Sure, she has a vulgar approach to humor that I don’t find appealing as a style, but I think what shocked people most was her standing there a few feet from Sanders, saying that Sanders is a liar over and over again.
This is ironic for two reasons: one, semblance and distraction is Sanders’ job; and two, that’s also Wolf’s job. Part of Wolf’s power, as a performer and (more so) a personality, is that we are left wondering how much of what she says is actual revelation and how much is fake. This is a foundation of comedy.
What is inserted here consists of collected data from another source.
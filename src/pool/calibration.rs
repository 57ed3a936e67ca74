//! Percentile walk over a drained call histogram

use crate::slab::size_class::{size_of, NUM_CLASSES};
use serde::Serialize;

/// Sizes derived from one calibration pass
#[derive(Debug, Clone, Copy, PartialEq, Eq, Serialize)]
pub struct Calibration {
    /// Size handed out by `get`
    pub serve_size: usize,
    /// Largest capacity accepted back by `put`
    pub discard_size: usize,
    /// Observations the pass was computed from
    pub total_calls: u64,
}

impl Calibration {
    /// Derive serve and discard sizes from per-class call counts.
    ///
    /// Walks the classes upward with a running sum. The serve size is the
    /// first class whose running sum reaches `serve_percentile` of the total;
    /// the discard size is the first class, at or after the serve class, whose
    /// running sum reaches `discard_percentile`.
    ///
    /// When a target is never reached the walk falls back to the highest
    /// non-empty class: the serve size becomes that class size and the discard
    /// size becomes twice that class size. The discard size is never zero.
    ///
    /// Returns `None` for an empty histogram.
    pub fn from_calls(
        calls: &[u64; NUM_CLASSES],
        serve_percentile: f64,
        discard_percentile: f64,
    ) -> Option<Self> {
        let total: u64 = calls.iter().sum();
        let highest = calls.iter().rposition(|&n| n > 0)?;

        let serve_target = percentile_target(total, serve_percentile);
        let discard_target = percentile_target(total, discard_percentile);

        let mut serve_size = None;
        let mut discard_size = None;
        let mut sum = 0u64;
        for (idx, &n) in calls.iter().enumerate() {
            sum += n;
            if serve_size.is_none() {
                if sum < serve_target {
                    continue;
                }
                serve_size = Some(size_of(idx));
            }
            if sum >= discard_target {
                discard_size = Some(size_of(idx));
                break;
            }
        }

        Some(Self {
            serve_size: serve_size.unwrap_or(size_of(highest)),
            discard_size: discard_size.unwrap_or(size_of(highest) * 2),
            total_calls: total,
        })
    }
}

/// Running-sum target for `percentile`, truncated and at least 1
fn percentile_target(total: u64, percentile: f64) -> u64 {
    ((total as f64 * percentile) as u64).max(1)
}
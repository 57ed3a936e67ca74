//! bufpool command-line tool
//!
//! Inspect the size-class table, print the effective configuration, or replay
//! a synthetic workload against an adaptive pool to see where calibration
//! settles.
//!
//! # Examples
//!
//! ```bash
//! # Show the size classes
//! bufpool classes
//!
//! # 8 workers, 93% of payloads ~1000 bytes, the rest up to 15000
//! bufpool simulate --threads 8 --typical-size 1000 --outlier-size 15000 --outlier-every 15
//!
//! # Effective configuration (file + BUFPOOL_* overrides)
//! bufpool --config bufpool.toml config
//! ```

use anyhow::Context;
use bufpool::pool::metrics::describe_metrics;
use bufpool::slab::{size_of, NUM_CLASSES};
use bufpool::{BufpoolConfig, PoolRegistry, PoolStats, StoreStats};
use clap::{Args, Parser, Subcommand};
use rayon::prelude::*;
use serde::Serialize;
use std::path::PathBuf;
use std::time::Instant;
use tracing::info;
use tracing_appender::rolling::{RollingFileAppender, Rotation};
use tracing_subscriber::{fmt, prelude::*, EnvFilter};

/// Self-calibrating byte buffer pool
#[derive(Parser, Debug)]
#[command(name = "bufpool")]
#[command(version = bufpool::VERSION)]
#[command(about = "Self-calibrating byte buffer pool", long_about = None)]
struct Cli {
    /// Subcommand to execute
    #[command(subcommand)]
    command: Commands,

    /// Configuration file (TOML)
    #[arg(long, global = true, env = "BUFPOOL_CONFIG")]
    config: Option<PathBuf>,

    /// Log directory path
    #[arg(long, global = true, default_value = "logs", env = "BUFPOOL_LOG_DIR")]
    log_dir: PathBuf,

    /// Log level (trace, debug, info, warn, error)
    #[arg(long, global = true, default_value = "info", env = "RUST_LOG")]
    log_level: String,

    /// Disable colored output
    #[arg(long, global = true)]
    no_color: bool,
}

#[derive(Subcommand, Debug)]
enum Commands {
    /// Drive a pool with a synthetic workload and report calibration
    Simulate(SimulateArgs),

    /// Print the size-class table
    Classes,

    /// Print the effective configuration as JSON
    Config,
}

/// Workload shape for `simulate`
#[derive(Args, Debug)]
struct SimulateArgs {
    /// Pool name
    #[arg(long, default_value = "simulate")]
    pool: String,

    /// Worker threads
    #[arg(short, long, default_value = "4")]
    threads: usize,

    /// Get/put cycles per worker
    #[arg(short, long, default_value = "100000")]
    iterations: usize,

    /// Payload size of a typical request (bytes)
    #[arg(long, default_value = "1000")]
    typical_size: usize,

    /// Upper bound for outlier payloads (bytes)
    #[arg(long, default_value = "15000")]
    outlier_size: usize,

    /// Every n-th request is an outlier
    #[arg(long, default_value = "15")]
    outlier_every: usize,
}

#[derive(Serialize)]
struct SimulationReport {
    elapsed_ms: u128,
    cycles: usize,
    pool: PoolStats,
    store: StoreStats,
}

#[derive(Serialize)]
struct ClassRow {
    class: usize,
    min_bytes: usize,
    max_bytes: usize,
}

fn main() -> anyhow::Result<()> {
    let cli = Cli::parse();

    // Setup logging
    setup_logging(&cli)?;
    describe_metrics();

    let config = BufpoolConfig::load(cli.config.as_deref())
        .context("Failed to load bufpool configuration")?;

    match cli.command {
        Commands::Simulate(args) => simulate_command(&config, args),
        Commands::Classes => classes_command(),
        Commands::Config => {
            println!("{}", serde_json::to_string_pretty(&config)?);
            Ok(())
        }
    }
}

/// Setup logging with rolling files and console output
fn setup_logging(cli: &Cli) -> anyhow::Result<()> {
    std::fs::create_dir_all(&cli.log_dir)?;

    let file_appender = RollingFileAppender::new(Rotation::DAILY, &cli.log_dir, "bufpool.log");

    let log_level = cli
        .log_level
        .parse::<tracing::Level>()
        .unwrap_or(tracing::Level::INFO);

    // Console output goes to stderr so JSON reports stay clean on stdout
    tracing_subscriber::registry()
        .with(
            fmt::layer()
                .with_writer(std::io::stderr)
                .with_ansi(!cli.no_color),
        )
        .with(fmt::layer().with_writer(file_appender).with_ansi(false))
        .with(EnvFilter::from_default_env().add_directive(log_level.into()))
        .init();

    Ok(())
}

/// Simulate command - replay a skewed size distribution from many workers
fn simulate_command(config: &BufpoolConfig, args: SimulateArgs) -> anyhow::Result<()> {
    anyhow::ensure!(args.threads > 0, "--threads must be at least 1");
    anyhow::ensure!(args.outlier_every > 0, "--outlier-every must be at least 1");

    let registry = PoolRegistry::new(config);
    let pool = registry.pool(&args.pool);

    info!(
        pool = %args.pool,
        threads = args.threads,
        iterations = args.iterations,
        "Starting simulation"
    );

    let workers = rayon::ThreadPoolBuilder::new()
        .num_threads(args.threads)
        .build()
        .context("Failed to start worker threads")?;

    let start = Instant::now();
    workers.install(|| {
        (0..args.threads).into_par_iter().for_each(|worker| {
            for i in 0..args.iterations {
                let size = payload_size(&args, worker, i);
                let mut buf = pool.get();
                buf.resize(size, b'x');
                pool.put(buf);
            }
        });
    });
    let elapsed = start.elapsed();

    info!(
        serve_size = pool.serve_size(),
        discard_size = ?pool.discard_size(),
        elapsed_ms = elapsed.as_millis() as u64,
        "Simulation finished"
    );

    let report = SimulationReport {
        elapsed_ms: elapsed.as_millis(),
        cycles: args.threads * args.iterations,
        pool: pool.stats(),
        store: registry.store().stats(),
    };
    println!("{}", serde_json::to_string_pretty(&report)?);
    Ok(())
}

/// Deterministic size sequence: mostly typical, every n-th an outlier
fn payload_size(args: &SimulateArgs, worker: usize, i: usize) -> usize {
    if i % args.outlier_every == 0 {
        let spread = args.outlier_size.max(1);
        i.wrapping_mul(7919).wrapping_add(worker.wrapping_mul(104_729)) % spread + 1
    } else {
        args.typical_size
    }
}

/// Classes command - print the size-class table
fn classes_command() -> anyhow::Result<()> {
    let rows: Vec<ClassRow> = (0..NUM_CLASSES)
        .map(|class| ClassRow {
            class,
            min_bytes: if class == 0 { 0 } else { size_of(class - 1) + 1 },
            max_bytes: size_of(class),
        })
        .collect();
    println!("{}", serde_json::to_string_pretty(&rows)?);
    Ok(())
}
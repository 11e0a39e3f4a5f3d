//! Plain FTP adapter built on `suppaftp`'s blocking client.
//!
//! Listings come from `LIST` and are parsed with `suppaftp::list::File`,
//! which understands both UNIX and DOS style lines. `LIST -a` is tried
//! first so dot-entries are not hidden. Directory chains are
//! ensured by changing into each prefix and creating it when that fails.

use std::io::Cursor;
use std::net::TcpStream;
use std::time::Duration;

use suppaftp::list::File;
use suppaftp::types::FileType;
use suppaftp::{FtpError, FtpStream};
use tracing::debug;

use crate::config::{Credentials, Protocol};
use crate::errors::{FileError, SyncError};
use crate::files::path::{ancestor_chain, join_remote};
use crate::files::{EntryKind, RemoteEntry};

use super::{connect_tcp, DirectoryStatus, DirectoryStep, RemoteFs};

/// A logged-in FTP control connection in binary transfer mode.
pub struct FtpFs {
    stream: FtpStream,
    /// Whether the server still accepts `LIST -a`.
    list_hidden: bool,
}

impl FtpFs {
    /// Connect, log in and switch to binary mode.
    ///
    /// `timeout` bounds the TCP connect and each read or write of the
    /// greeting, login and `TYPE` exchange.
    pub fn connect(credentials: &Credentials, timeout: Duration) -> Result<Self, SyncError> {
        let tcp = connect_tcp(credentials, timeout)?;
        set_socket_timeout(&tcp, Some(timeout))?;
        let mut stream = FtpStream::connect_with_stream(tcp).map_err(|e| {
            SyncError::Connection(format!(
                "FTP greeting from {} failed: {e}",
                credentials.address()
            ))
        })?;

        if let Err(e) = stream.login(credentials.username.as_str(), credentials.password.as_str())
        {
            let _ = stream.quit();
            return Err(SyncError::Connection(format!("FTP login failed: {e}")));
        }
        if let Err(e) = stream.transfer_type(FileType::Binary) {
            let _ = stream.quit();
            return Err(SyncError::Connection(format!(
                "FTP binary mode rejected: {e}"
            )));
        }
        // Setup is done; transfers are not bound by the connect budget.
        if let Err(e) = set_socket_timeout(stream.get_ref(), None) {
            let _ = stream.quit();
            return Err(e);
        }

        debug!("FTP connected to {}", credentials.address());
        Ok(Self {
            stream,
            list_hidden: true,
        })
    }

    fn list_lines(&mut self, dir: &str) -> Result<Vec<String>, FileError> {
        if self.list_hidden {
            match self.stream.list(Some(list_all_arg(dir).as_str())) {
                Ok(lines) => return Ok(lines),
                Err(FtpError::UnexpectedResponse(_)) => {
                    debug!("LIST -a {dir} rejected, retrying with plain LIST");
                    let lines = self
                        .stream
                        .list(Some(dir))
                        .map_err(|e| map_ftp_error(e, "LIST", dir))?;
                    // Plain LIST works where -a did not: stop asking for it.
                    self.list_hidden = false;
                    return Ok(lines);
                }
                Err(e) => return Err(map_ftp_error(e, "LIST", dir)),
            }
        }
        self.stream
            .list(Some(dir))
            .map_err(|e| map_ftp_error(e, "LIST", dir))
    }
}

fn set_socket_timeout(tcp: &TcpStream, timeout: Option<Duration>) -> Result<(), SyncError> {
    tcp.set_read_timeout(timeout)
        .and_then(|()| tcp.set_write_timeout(timeout))
        .map_err(|e| SyncError::Connection(format!("Failed to set FTP socket timeout: {e}")))
}

/// `LIST` argument that also asks for dot-entries, which many servers hide
/// by default.
fn list_all_arg(dir: &str) -> String {
    format!("-a {dir}")
}

fn map_ftp_error(e: FtpError, op: &str, path: &str) -> FileError {
    FileError::OperationFailed(format!("{op} {path}: {e}"))
}

fn classify(file: &File) -> EntryKind {
    if file.is_directory() {
        EntryKind::Directory
    } else if file.is_symlink() {
        EntryKind::Symlink
    } else if file.is_file() {
        EntryKind::File
    } else {
        EntryKind::Other
    }
}

/// Turn raw `LIST` lines into entries, dropping `.`/`..` and lines that do
/// not describe a file (such as the `total N` header).
fn parse_listing(dir: &str, lines: &[String]) -> Vec<RemoteEntry> {
    let mut entries = Vec::with_capacity(lines.len());
    for line in lines {
        let file = match line.parse::<File>() {
            Ok(f) => f,
            Err(_) => {
                debug!("Skipping unparsable LIST line in {dir}: {line:?}");
                continue;
            }
        };
        let name = file.name();
        if name == "." || name == ".." {
            continue;
        }
        entries.push(RemoteEntry {
            name: name.to_string(),
            full_path: join_remote(dir, name),
            kind: classify(&file),
        });
    }
    entries
}

impl RemoteFs for FtpFs {
    fn protocol(&self) -> Protocol {
        Protocol::Ftp
    }

    fn list(&mut self, dir: &str) -> Result<Vec<RemoteEntry>, FileError> {
        let lines = self.list_lines(dir)?;
        Ok(parse_listing(dir, &lines))
    }

    fn download(&mut self, path: &str) -> Result<Vec<u8>, FileError> {
        self.stream
            .retr_as_buffer(path)
            .map(Cursor::into_inner)
            .map_err(|e| map_ftp_error(e, "RETR", path))
    }

    fn upload(&mut self, path: &str, data: &[u8]) -> Result<(), FileError> {
        let mut reader = Cursor::new(data);
        self.stream
            .put_file(path, &mut reader)
            .map(|_| ())
            .map_err(|e| map_ftp_error(e, "STOR", path))
    }

    fn ensure_directory_chain(&mut self, dir: &str) -> Vec<DirectoryStep> {
        let mut steps = Vec::new();
        for prefix in ancestor_chain(dir) {
            let status = if self.stream.cwd(prefix.as_str()).is_ok() {
                DirectoryStatus::Existed
            } else {
                match self.stream.mkdir(prefix.as_str()) {
                    Ok(()) => DirectoryStatus::Created,
                    Err(e) => DirectoryStatus::Failed(e.to_string()),
                }
            };
            // Nothing below a directory that could not be created can exist.
            let failed = matches!(status, DirectoryStatus::Failed(_));
            steps.push(DirectoryStep::new(prefix, status));
            if failed {
                break;
            }
        }
        steps
    }

    fn disconnect(&mut self) -> Result<(), FileError> {
        self.stream
            .quit()
            .map_err(|e| FileError::OperationFailed(format!("QUIT: {e}")))
    }
}

#[cfg(test)]
mod tests {
    use std::io::Write;
    use std::net::TcpListener;
    use std::sync::mpsc;
    use std::thread;
    use std::time::Instant;

    use super::*;
    use crate::config::ConnectionRequest;
    use crate::remote::{Connector, NetworkConnector};

    fn lines(raw: &[&str]) -> Vec<String> {
        raw.iter().map(|s| s.to_string()).collect()
    }

    #[test]
    fn parses_unix_listing() {
        let raw = lines(&[
            "total 12",
            "drwxr-xr-x    2 ftp      ftp          4096 Jan 01 12:00 .",
            "drwxr-xr-x    3 ftp      ftp          4096 Jan 01 12:00 ..",
            "-rw-r--r--    1 ftp      ftp           120 Jan 01 12:00 index.html",
            "drwxr-xr-x    2 ftp      ftp          4096 Jan 01 12:00 css",
            "lrwxrwxrwx    1 ftp      ftp            10 Jan 01 12:00 current -> index.html",
        ]);
        let entries = parse_listing("/public_html", &raw);
        assert_eq!(entries.len(), 3);

        assert_eq!(entries[0].name, "index.html");
        assert_eq!(entries[0].full_path, "/public_html/index.html");
        assert_eq!(entries[0].kind, EntryKind::File);

        assert_eq!(entries[1].name, "css");
        assert_eq!(entries[1].kind, EntryKind::Directory);

        assert_eq!(entries[2].kind, EntryKind::Symlink);
    }

    #[test]
    fn parses_dos_listing() {
        let raw = lines(&[
            "04-27-20  10:09PM       <DIR>          assets",
            "04-27-20  10:09PM                 1024 site.css",
        ]);
        let entries = parse_listing("/", &raw);
        assert_eq!(entries.len(), 2);
        assert_eq!(entries[0].full_path, "/assets");
        assert_eq!(entries[0].kind, EntryKind::Directory);
        assert_eq!(entries[1].full_path, "/site.css");
        assert_eq!(entries[1].kind, EntryKind::File);
    }

    #[test]
    fn keeps_dot_entries() {
        let raw = lines(&[
            "drwxr-xr-x    2 ftp      ftp          4096 Jan 01 12:00 .",
            "drwxr-xr-x    3 ftp      ftp          4096 Jan 01 12:00 ..",
            "drwxr-xr-x    2 ftp      ftp          4096 Jan 01 12:00 .well-known",
            "-rw-r--r--    1 ftp      ftp            42 Jan 01 12:00 .app.js",
        ]);
        let entries = parse_listing("/www", &raw);
        assert_eq!(entries.len(), 2);
        assert_eq!(entries[0].full_path, "/www/.well-known");
        assert_eq!(entries[0].kind, EntryKind::Directory);
        assert_eq!(entries[1].full_path, "/www/.app.js");
        assert_eq!(entries[1].kind, EntryKind::File);
    }

    #[test]
    fn list_asks_for_hidden_entries() {
        assert_eq!(list_all_arg("/public_html"), "-a /public_html");
    }

    #[test]
    fn empty_listing() {
        assert!(parse_listing("/", &[]).is_empty());
    }

    fn local_credentials(port: u16) -> Credentials {
        Credentials::resolve(&ConnectionRequest {
            host: Some("127.0.0.1".to_string()),
            port: Some(port),
            protocol: Some(Protocol::Ftp),
            ..Default::default()
        })
        .unwrap()
    }

    /// Accept one client, optionally send `greeting`, then stay silent until
    /// released.
    fn stalled_server(greeting: Option<&'static str>) -> (u16, mpsc::Sender<()>, thread::JoinHandle<()>) {
        let listener = TcpListener::bind("127.0.0.1:0").unwrap();
        let port = listener.local_addr().unwrap().port();
        let (release, hold) = mpsc::channel::<()>();
        let server = thread::spawn(move || {
            let (mut socket, _) = listener.accept().unwrap();
            if let Some(greeting) = greeting {
                socket.write_all(greeting.as_bytes()).unwrap();
            }
            let _ = hold.recv();
        });
        (port, release, server)
    }

    #[test]
    fn silent_server_times_out_waiting_for_greeting() {
        let (port, release, server) = stalled_server(None);

        let started = Instant::now();
        let result = NetworkConnector.connect(&local_credentials(port), Duration::from_secs(1));
        let elapsed = started.elapsed();
        release.send(()).unwrap();
        server.join().unwrap();

        match result {
            Err(SyncError::Connection(msg)) => assert!(msg.contains("greeting"), "got {msg}"),
            Err(other) => panic!("expected connection error, got {other:?}"),
            Ok(_) => panic!("connect to a silent server succeeded"),
        }
        assert!(elapsed < Duration::from_secs(5), "took {elapsed:?}");
    }

    #[test]
    fn stalled_login_times_out() {
        let (port, release, server) = stalled_server(Some("220 ready\r\n"));

        let started = Instant::now();
        let result = FtpFs::connect(&local_credentials(port), Duration::from_secs(1));
        let elapsed = started.elapsed();
        release.send(()).unwrap();
        server.join().unwrap();

        match result {
            Err(SyncError::Connection(msg)) => assert!(msg.contains("login"), "got {msg}"),
            Err(other) => panic!("expected connection error, got {other:?}"),
            Ok(_) => panic!("login against a stalled server succeeded"),
        }
        assert!(elapsed < Duration::from_secs(5), "took {elapsed:?}");
    }
}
I admire the structure, because we don’t get the huge payoff at the end without the discomfort that starts at minute 9 and deepens through the penultimate sixth of the set, focusing on Sarah Huckabee Sanders. If there’s a problem, it’s that she delivered a great, relatively unvarnished political speech under the guise of a comic set. Of course Wolf didn’t say anything worse than the current president has said at his rallies, but how we fight is the fight, as I’ll discuss in a later post. So, while I can absolutely imagine much of this speech delivered by Joe Biden at a political rally (minus some personal asides about lady bits and the personal experience of being a woman), I hope we would not embrace such a speech without at least questioning its incivility.
We decry Trump’s assault on civility. We (sometimes) decry actual politicians’ and lawmakers’ abandonment of civility in response to Trump, and even preceding Trump, but why is the response to Wolf so much more vociferous than the response to Joe Wilson shouting “you lie” in the midst of Obama’s State of the Union address? It’s not just that Trump has changed the rules. Countless awkward attempts at going low have proven that Trump is a master of his unholy artform and his political adversaries won’t out-paint Kahlo. Wolf’s transgression is more specific than any perceived limits of civil discourse because she’s working in an incredibly specific form, but the form she delivered was not that which was expected.
Why is this such a problem? It would seem that we are disrupting forms everywhere these days. Of course news comedy has been speaking truth through the laughs (or larding the political commentary with laughs, as is more the tenor at Trevor Noah’s Daily Show), but those acts walk the line between news and comedy, not politics and comedy.
Good politicians are great comedians because effective politics unites (if not all, then a key majority). When we laugh together, we breathe together and synchronize our heartbeats, becoming more united than separate. Good comedians will get political, because our quotidian experience is political, and daily life is the grist of comedy, but the goal of comedy is laughter. Wolf’s set used laughter and aimed at homily, calling on her audience to act, to take responsibility for their situation. It was agitprop comedy, and it was brilliant–notice the big laugh of relief at the incredibly lame joke after the last Sarah Huckabee Sanders jab. That united breath of relief is the moment the audience let down their guard, opened their mouths, and made room to drink the truth Wolf laid into them in her final words.
The rule Wolf violated is that she delivered a great political speech in the role of a comic in a civil commons. She crossed from being the wise fool, who is able to speak truth to power with impunity into a duellist who stabs to bleed, a teacher who leads her class into the field. That endangers the event, because one of its essential aspects is the gathering of reasonable, law-abiding adversaries (obviously a group that does not include the current president–and to Wolf’s credit, little of her set was directed at that elephantine absence in the room) who agree to attend and submit to exposure and vulnerability with the understanding that everyone (both fool and leaders) is protected by the limited efficacy of comedy. If participants can’t trust in that protection then they may not be willing to attend, unless the event overcompensates to ensure their safety. Such overcompensation would neuter the event and spell its demise.